Philanthrophy is the planned giving of money or other resources for the purpose of developing community well being. It represents a potential alternative source of funding from government grants, fund raising, corporate sponsorship, earned income and memberships. Philanthropic funding can be more discretionary than funds from other sources, and it can fund projects or organisations that are more risky than government might fund. Securing philanthropic funding therefore enables a nonprofit organisation to diversify its support base. Most charitable organisations receive less than 10% of their funding from the philanthropic sector.
How many philanthropic foundations are there in Australia, and how much do they give?

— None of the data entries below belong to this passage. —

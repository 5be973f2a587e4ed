use axum::{
    extract::{Path, Query, State},
    http::{HeaderMap, StatusCode},
    response::IntoResponse,
    Json,
};
use validator::Validate;

use crate::{
    model::{
        api::{CollectionDto, ErrorDto},
        episode::EpisodeDto,
        user::{CreateUserDto, ProfileDto, UpdateUserDto, UserDto},
    },
    server::{
        collection::CollectionQuery,
        error::AppError,
        middleware::auth::{AuthGuard, Permission},
        model::{
            episode::Episode,
            user::{UpdateUserParams, User},
        },
        service::user::UserService,
        state::AppState,
    },
};

/// Tag for grouping user endpoints in OpenAPI documentation
pub static USER_TAG: &str = "user";

fn user_not_found() -> AppError {
    AppError::NotFound("User not found".to_string())
}

/// Create a user with any role.
///
/// # Access Control
/// - `Admin`
///
/// # Returns
/// - `201 Created` - The created user
/// - `400 Bad Request` - Invalid data or email already registered
#[utoipa::path(
    post,
    path = "/api/users",
    tag = USER_TAG,
    security(("bearer" = [])),
    request_body = CreateUserDto,
    responses(
        (status = 201, description = "User created", body = UserDto),
        (status = 400, description = "Invalid data or user already exists", body = ErrorDto),
        (status = 401, description = "Not authenticated", body = ErrorDto),
        (status = 403, description = "Not an admin", body = ErrorDto),
        (status = 500, description = "Internal server error", body = ErrorDto)
    ),
)]
pub async fn create_user(
    State(state): State<AppState>,
    headers: HeaderMap,
    Json(payload): Json<CreateUserDto>,
) -> Result<impl IntoResponse, AppError> {
    let _ = AuthGuard::new(&state.db, &state.tokens, &headers)
        .require(&[Permission::Admin])
        .await?;

    payload.validate()?;

    let user = UserService::new(&state.db).create(payload).await?;

    Ok((StatusCode::CREATED, Json(user.into_dto())))
}

/// List users. Filterable on name, email and role.
///
/// # Access Control
/// - `Admin`
#[utoipa::path(
    get,
    path = "/api/users",
    tag = USER_TAG,
    security(("bearer" = [])),
    params(CollectionQuery),
    responses(
        (status = 200, description = "Page of users", body = CollectionDto<UserDto>),
        (status = 400, description = "Malformed filter, sort or pagination", body = ErrorDto),
        (status = 401, description = "Not authenticated", body = ErrorDto),
        (status = 403, description = "Not an admin", body = ErrorDto),
        (status = 500, description = "Internal server error", body = ErrorDto)
    ),
)]
pub async fn get_users(
    State(state): State<AppState>,
    headers: HeaderMap,
    Query(query): Query<CollectionQuery>,
) -> Result<impl IntoResponse, AppError> {
    let _ = AuthGuard::new(&state.db, &state.tokens, &headers)
        .require(&[Permission::Admin])
        .await?;

    let users = UserService::new(&state.db).get_collection(&query).await?;

    Ok((StatusCode::OK, Json(users.into_dto(User::into_dto))))
}

/// # Access Control
/// - `Admin`
#[utoipa::path(
    get,
    path = "/api/users/{id}",
    tag = USER_TAG,
    security(("bearer" = [])),
    params(("id" = i32, Path, description = "User ID")),
    responses(
        (status = 200, description = "The user", body = UserDto),
        (status = 401, description = "Not authenticated", body = ErrorDto),
        (status = 403, description = "Not an admin", body = ErrorDto),
        (status = 404, description = "User not found", body = ErrorDto),
        (status = 500, description = "Internal server error", body = ErrorDto)
    ),
)]
pub async fn get_user_by_id(
    State(state): State<AppState>,
    headers: HeaderMap,
    Path(id): Path<i32>,
) -> Result<impl IntoResponse, AppError> {
    let _ = AuthGuard::new(&state.db, &state.tokens, &headers)
        .require(&[Permission::Admin])
        .await?;

    match UserService::new(&state.db).get_by_id(id).await? {
        Some(user) => Ok((StatusCode::OK, Json(user.into_dto()))),
        None => Err(user_not_found()),
    }
}

/// Update a user's profile or role. Omitted fields are left unchanged.
///
/// # Access Control
/// - `Admin`
#[utoipa::path(
    patch,
    path = "/api/users/{id}",
    tag = USER_TAG,
    security(("bearer" = [])),
    params(("id" = i32, Path, description = "User ID")),
    request_body = UpdateUserDto,
    responses(
        (status = 200, description = "User updated", body = UserDto),
        (status = 400, description = "Invalid data or email taken", body = ErrorDto),
        (status = 401, description = "Not authenticated", body = ErrorDto),
        (status = 403, description = "Not an admin", body = ErrorDto),
        (status = 404, description = "User not found", body = ErrorDto),
        (status = 500, description = "Internal server error", body = ErrorDto)
    ),
)]
pub async fn update_user(
    State(state): State<AppState>,
    headers: HeaderMap,
    Path(id): Path<i32>,
    Json(payload): Json<UpdateUserDto>,
) -> Result<impl IntoResponse, AppError> {
    let _ = AuthGuard::new(&state.db, &state.tokens, &headers)
        .require(&[Permission::Admin])
        .await?;

    payload.validate()?;

    let user = UserService::new(&state.db)
        .update(UpdateUserParams::from_dto(id, payload))
        .await?;

    match user {
        Some(user) => Ok((StatusCode::OK, Json(user.into_dto()))),
        None => Err(user_not_found()),
    }
}

/// Delete a user together with their favorites and purchase records.
///
/// # Access Control
/// - `Admin`
#[utoipa::path(
    delete,
    path = "/api/users/{id}",
    tag = USER_TAG,
    security(("bearer" = [])),
    params(("id" = i32, Path, description = "User ID")),
    responses(
        (status = 204, description = "User deleted"),
        (status = 401, description = "Not authenticated", body = ErrorDto),
        (status = 403, description = "Not an admin", body = ErrorDto),
        (status = 404, description = "User not found", body = ErrorDto),
        (status = 500, description = "Internal server error", body = ErrorDto)
    ),
)]
pub async fn delete_user(
    State(state): State<AppState>,
    headers: HeaderMap,
    Path(id): Path<i32>,
) -> Result<impl IntoResponse, AppError> {
    let _ = AuthGuard::new(&state.db, &state.tokens, &headers)
        .require(&[Permission::Admin])
        .await?;

    if UserService::new(&state.db).delete(id).await? {
        Ok(StatusCode::NO_CONTENT)
    } else {
        Err(user_not_found())
    }
}

/// Add an episode to the caller's favorites.
#[utoipa::path(
    patch,
    path = "/api/users/favorite/episode/{episode_id}",
    tag = USER_TAG,
    security(("bearer" = [])),
    params(("episode_id" = i32, Path, description = "Episode ID")),
    responses(
        (status = 200, description = "Updated profile", body = ProfileDto),
        (status = 401, description = "Not authenticated", body = ErrorDto),
        (status = 404, description = "Episode not found", body = ErrorDto),
        (status = 500, description = "Internal server error", body = ErrorDto)
    ),
)]
pub async fn mark_favorite_episode(
    State(state): State<AppState>,
    headers: HeaderMap,
    Path(episode_id): Path<i32>,
) -> Result<impl IntoResponse, AppError> {
    let user = AuthGuard::new(&state.db, &state.tokens, &headers)
        .require(&[])
        .await?;

    let profile = UserService::new(&state.db)
        .mark_favorite(user.id, episode_id)
        .await?;

    Ok((StatusCode::OK, Json(profile.into_dto())))
}

/// Remove an episode from the caller's favorites.
#[utoipa::path(
    patch,
    path = "/api/users/unmark-favorite/episode/{episode_id}",
    tag = USER_TAG,
    security(("bearer" = [])),
    params(("episode_id" = i32, Path, description = "Episode ID")),
    responses(
        (status = 200, description = "Updated profile", body = ProfileDto),
        (status = 401, description = "Not authenticated", body = ErrorDto),
        (status = 404, description = "Episode not found", body = ErrorDto),
        (status = 500, description = "Internal server error", body = ErrorDto)
    ),
)]
pub async fn unmark_favorite_episode(
    State(state): State<AppState>,
    headers: HeaderMap,
    Path(episode_id): Path<i32>,
) -> Result<impl IntoResponse, AppError> {
    let user = AuthGuard::new(&state.db, &state.tokens, &headers)
        .require(&[])
        .await?;

    let profile = UserService::new(&state.db)
        .unmark_favorite(user.id, episode_id)
        .await?;

    Ok((StatusCode::OK, Json(profile.into_dto())))
}

/// List the caller's favorite episodes, most recently added first.
#[utoipa::path(
    get,
    path = "/api/users/favorite/episodes",
    tag = USER_TAG,
    security(("bearer" = [])),
    responses(
        (status = 200, description = "Favorite episodes", body = Vec<EpisodeDto>),
        (status = 401, description = "Not authenticated", body = ErrorDto),
        (status = 500, description = "Internal server error", body = ErrorDto)
    ),
)]
pub async fn get_favorite_episodes(
    State(state): State<AppState>,
    headers: HeaderMap,
) -> Result<impl IntoResponse, AppError> {
    let user = AuthGuard::new(&state.db, &state.tokens, &headers)
        .require(&[])
        .await?;

    let episodes = UserService::new(&state.db)
        .get_favorite_episodes(user.id)
        .await?;

    Ok((
        StatusCode::OK,
        Json(episodes.into_iter().map(Episode::into_dto).collect::<Vec<_>>()),
    ))
}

The size of the philanthropic sector in Australia is unknown, as there are currently no reporting requirements for grant making trusts and foundations. However, chapter deven of the Productivity Commission’s 2010 report into the Contribution of the Not-for-Profit Sector, summarises what is known.
Philanthropy Australia estimates that there are approximately 5,000 foundations in Australia giving between half a billion and one billion dollars per annum. This number includes 863 Private Ancillary Funds or PAFs (as at October 2010) and approximately 2,000 charitable trusts and foundations administered by trustee companies.
Significant philanthropic foundations that make grants in Queensland include:
How can Philanthropy Australia assist you?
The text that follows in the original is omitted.